Hace cuatro años escribí: «me gusta pensar que cada mes del año tiene su novela, por eso en esta ocasión la elección no podía ser otra que En noviembre llega el arzobispo, de Héctor Rojas Herazo, la brillante segunda entrega de la melancólica trilogía de Cedrón, que completan Respirando el verano y Celia se pudre. Desde luego, no estamos ahora en noviembre, sino en agosto, pero la sensación es la misma. Agosto ha sido un tiempo fértil para la literatura, en todos los sentidos, de eso no hay duda.
A vuelo de pájaro, puedo recordar la novela Agosto (1990), del escritor brasileño Rubem Fonseca, autor de El cobrador y Feliz año nuevo, también la inolvidable Luz de agosto (1932), del maestro norteamericano de Gabo William Faulkner, cuyo mítico condado puso los cimientos de Macondo. Por cierto, a diez años de su muerte, a regañadientes, el mismo Gabo, que ya había publicado en sus Doce cuentos peregrinos (1992) el cuento de terror Espantos de agosto, acaba de publicar En agosto nos vemos (2024). Como dije en su momento, leer la historia de Ana Magdalena Bach supone no solo viajar en el espacio del Caribe, sino también en su tiempo, acaso en el mismo transbordador que lleva puntualmente a la heroína a su cita anual con el deseo en una innombrada isla de placer y adulterio. De otra parte, los nombres de los escritores nacidos en agosto ocuparían todo el mes y el completo espacio de esta columna. Bastará con citar a Jorge Luis Borges, nacido el 24 de agosto, a Álvaro Mutis, el 25, a Julio Cortázar, el 26, y así, un gran escritor para cada día de agosto.
Pienso que el cuento como género literario es superior a la novela, y como el calentamiento global ha llevado a que se registren en el Caribe las temperaturas más inclementes de la historia, considero que no hay narración más apropiada para comentar en esta columna que Calor de agosto, el espléndido cuento fatalista del inglés William Fryer Harvey. Una obra maestra de la brevedad y el suspenso, cuyas primeras líneas nos enganchan en la trama con intensidad: «Creo haber vivido el día más extraordinario de mi vida, y mientras los sucesos siguen frescos en mi mente quiero ponerlos por escrito con tanta claridad como pueda.»

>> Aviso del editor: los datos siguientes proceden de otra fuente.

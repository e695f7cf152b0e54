use axum::{
    Router,
    extract::MatchedPath,
    http::{HeaderName, Request},
};
use tether_common::views::ApiErrorResponse;
use tower::ServiceBuilder;
use tower_http::{
    request_id::{MakeRequestUuid, PropagateRequestIdLayer, SetRequestIdLayer},
    trace::TraceLayer,
};
use tracing::info_span;
use utoipa::{
    ToSchema,
    openapi::{Info, License, OpenApi, RefOr, path::Operation},
};
use utoipa_axum::{router::OpenApiRouter, routes};

use crate::{context::ApiContext, handlers};

const REQUEST_ID_HEADER: &str = "x-request-id";

fn routes() -> OpenApiRouter<ApiContext> {
    let openapi = OpenApi::builder()
        .info(
            Info::builder()
                .title("Tether API Reference")
                .version(env!("CARGO_PKG_VERSION"))
                .license(Some(
                    License::builder()
                        .name("Apache 2.0 License")
                        .identifier(Some(env!("CARGO_PKG_LICENSE")))
                        .build(),
                )),
        )
        .build();

    OpenApiRouter::with_openapi(openapi)
        .routes(routes!(handlers::health_check))
        .routes(routes!(handlers::agents::pair_agent))
        .routes(routes!(handlers::agents::agent_heartbeat))
        .routes(routes!(handlers::agents::agent_active_policies))
}

/// The full API router, ready to serve.
pub fn make(context: ApiContext) -> Router {
    let x_request_id = HeaderName::from_static(REQUEST_ID_HEADER);
    let middleware = ServiceBuilder::new()
        .layer(SetRequestIdLayer::new(x_request_id.clone(), MakeRequestUuid))
        .layer(
            TraceLayer::new_for_http().make_span_with(|req: &Request<_>| {
                let request_id = req
                    .headers()
                    .get(REQUEST_ID_HEADER)
                    .and_then(|v| v.to_str().ok());

                let path = req
                    .extensions()
                    .get::<MatchedPath>()
                    .map(MatchedPath::as_str)
                    .unwrap_or_else(|| req.uri().path());

                info_span!(
                    "http_request",
                    method = req.method().to_string(),
                    request_id,
                    path,
                )
            }),
        )
        .layer(PropagateRequestIdLayer::new(x_request_id));

    let (router, _) = routes()
        .layer(middleware)
        .with_state(context)
        .split_for_parts();

    router
}

/// The OpenAPI document describing [`make`]'s routes.
pub fn openapi() -> OpenApi {
    let (_, mut api) = routes().split_for_parts();

    api.paths.paths.iter_mut().for_each(|(_path, item)| {
        apply_default_errors(&mut item.get);
        apply_default_errors(&mut item.post);
    });

    api
}

fn apply_default_errors(item: &mut Option<Operation>) {
    if let Some(item) = item {
        item.responses.responses.insert(
            "500".into(),
            RefOr::Ref(
                utoipa::openapi::Ref::builder()
                    .summary("Internal server error")
                    .ref_location_from_schema_name(ApiErrorResponse::name())
                    .build(),
            ),
        );
    }
}
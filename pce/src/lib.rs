//! Client for the policy controller (PCE) that owns workloads and network
//! devices.
//!
//! The enrollment flow only needs a handful of lookups, so they are exposed
//! through the [`PolicyController`] trait. [`PceClient`] implements it over
//! the PCE REST API; tests substitute their own implementation.

use async_trait::async_trait;

pub mod client;
pub mod config;
pub mod error;
pub mod types;

pub use client::PceClient;
pub use config::{PceConfig, PceSettings};
pub use error::PceError;
pub use types::{NetworkDevice, Workload};

#[async_trait]
pub trait PolicyController: Send + Sync + 'static {
    /// Unmanaged workloads whose name or hostname is exactly `name`.
    async fn find_unmanaged_workloads_by_name(&self, name: &str)
    -> Result<Vec<Workload>, PceError>;

    /// Look up a switch by href (values starting with `/orgs/`) or by name.
    /// Devices that do not accept switch port endpoints are ignored.
    async fn find_switch(&self, href_or_name: &str) -> Result<Option<NetworkDevice>, PceError>;

    async fn is_workload_bound_to_switch(
        &self,
        workload_href: &str,
        switch_href: &str,
    ) -> Result<bool, PceError>;

    async fn bind_workload_to_switch(
        &self,
        workload_href: &str,
        switch_href: &str,
    ) -> Result<(), PceError>;

    /// Opaque policy document for a workload, passed through untouched.
    async fn get_active_policies(&self, workload_href: &str)
    -> Result<serde_json::Value, PceError>;

    async fn product_version(&self) -> Result<String, PceError>;
}
use axum::{
    Json,
    extract::{State, rejection::JsonRejection},
};
use tether_common::{
    params::{AgentCredentialRequest, PairAgentRequest},
    views::{ApiErrorResponse, HeartbeatResponse, PairAgentResponse},
};
use tether_db::storage::AgentStore;
use tether_pce::PolicyController;
use tracing::instrument;

use crate::{
    auth::AuthenticatedAgent, context::ApiContext, enrollment, error::ApiError,
};

/// POST /agent/pair
///
/// Exchange a pairing key for an agent id and credential.
#[utoipa::path(
    post,
    path = "/agent/pair",
    tags = ["agents"],
    request_body = PairAgentRequest,
    responses(
        (status = 200, description = "Agent paired", body = PairAgentResponse),
        (status = 400, description = "Missing field, or pairing key or workload rejected", body = ApiErrorResponse),
        (status = 409, description = "Agent name already exists", body = ApiErrorResponse),
        (status = 502, description = "Policy controller failed", body = ApiErrorResponse),
        (status = 503, description = "Policy controller timed out", body = ApiErrorResponse),
    )
)]
#[instrument(skip_all)]
pub async fn pair_agent(
    State(ctx): State<ApiContext>,
    payload: Result<Json<PairAgentRequest>, JsonRejection>,
) -> Result<Json<PairAgentResponse>, ApiError> {
    let Json(request) = payload.map_err(|e| ApiError::bad_request(e.body_text()))?;

    let agent = enrollment::enroll(&ctx, request).await?;

    Ok(Json(PairAgentResponse {
        agent_id: agent.id.to_string(),
        credential: agent.credential,
    }))
}

/// POST /agent/{id}/heartbeat
#[utoipa::path(
    post,
    path = "/agent/{id}/heartbeat",
    tags = ["agents"],
    params(("id" = String, Path, description = "Agent id")),
    request_body = AgentCredentialRequest,
    responses(
        (status = 200, description = "Heartbeat recorded", body = HeartbeatResponse),
        (status = 403, description = "Missing or invalid credential", body = ApiErrorResponse),
        (status = 404, description = "Unknown agent", body = ApiErrorResponse),
    )
)]
#[instrument(skip_all)]
pub async fn agent_heartbeat(
    State(ctx): State<ApiContext>,
    AuthenticatedAgent(agent): AuthenticatedAgent,
) -> Result<Json<HeartbeatResponse>, ApiError> {
    ctx.db.heartbeat(agent.id).await?;
    Ok(Json(HeartbeatResponse::success()))
}

/// POST /agent/{id}/active_policies
///
/// Relay the active policies of the agent's workload from the policy
/// controller, unmodified.
#[utoipa::path(
    post,
    path = "/agent/{id}/active_policies",
    tags = ["agents"],
    params(("id" = String, Path, description = "Agent id")),
    request_body = AgentCredentialRequest,
    responses(
        (status = 200, description = "Active policies of the agent's workload", body = serde_json::Value),
        (status = 403, description = "Missing or invalid credential", body = ApiErrorResponse),
        (status = 404, description = "Unknown agent", body = ApiErrorResponse),
        (status = 502, description = "Policy controller failed", body = ApiErrorResponse),
        (status = 503, description = "Policy controller timed out", body = ApiErrorResponse),
    )
)]
#[instrument(skip_all)]
pub async fn agent_active_policies(
    State(ctx): State<ApiContext>,
    AuthenticatedAgent(agent): AuthenticatedAgent,
) -> Result<Json<serde_json::Value>, ApiError> {
    let policies = ctx.controller.get_active_policies(&agent.workload_ref).await?;
    Ok(Json(policies))
}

Podría resumirles aquí la fábula, como llamaba Aristóteles a «la trabazón de las acciones», pero no arruinaré la experiencia del lector curioso, ese que, a no dudarlo, saldrá de esta columna a buscar el cuento y lo leerá de un tirón, como debe ser, como se leen los buenos cuentos, los bien logrados, para que no se diluya la unidad de sentido, el efecto de conmoción que experimenta invariablemente el lector cuando termina una de estas joyas de la literatura breve.
Diré apenas, eso sí, que es un cuento sobre la fuerza inatajable del destino, de la fatalidad. Un cuento fantástico, acaso siniestro, usado por Julio Cortázar para instruir a sus alumnos en sus célebres clases de literatura en la Universidad de Berkeley, un cuento donde el calor es una transposición poética de la locura, también de la muerte. Que se abre con un calor opresivo, que pasa luego a ser un «horrible calor, que subía del asfalto polvoriento en oleadas casi palpables». Un calor que, al ser comparado con otras calenturas, hace exclamar al narrador en pleno cierre:
—«Pero este calor es espantoso.
Es de los que vuelven loca a la gente».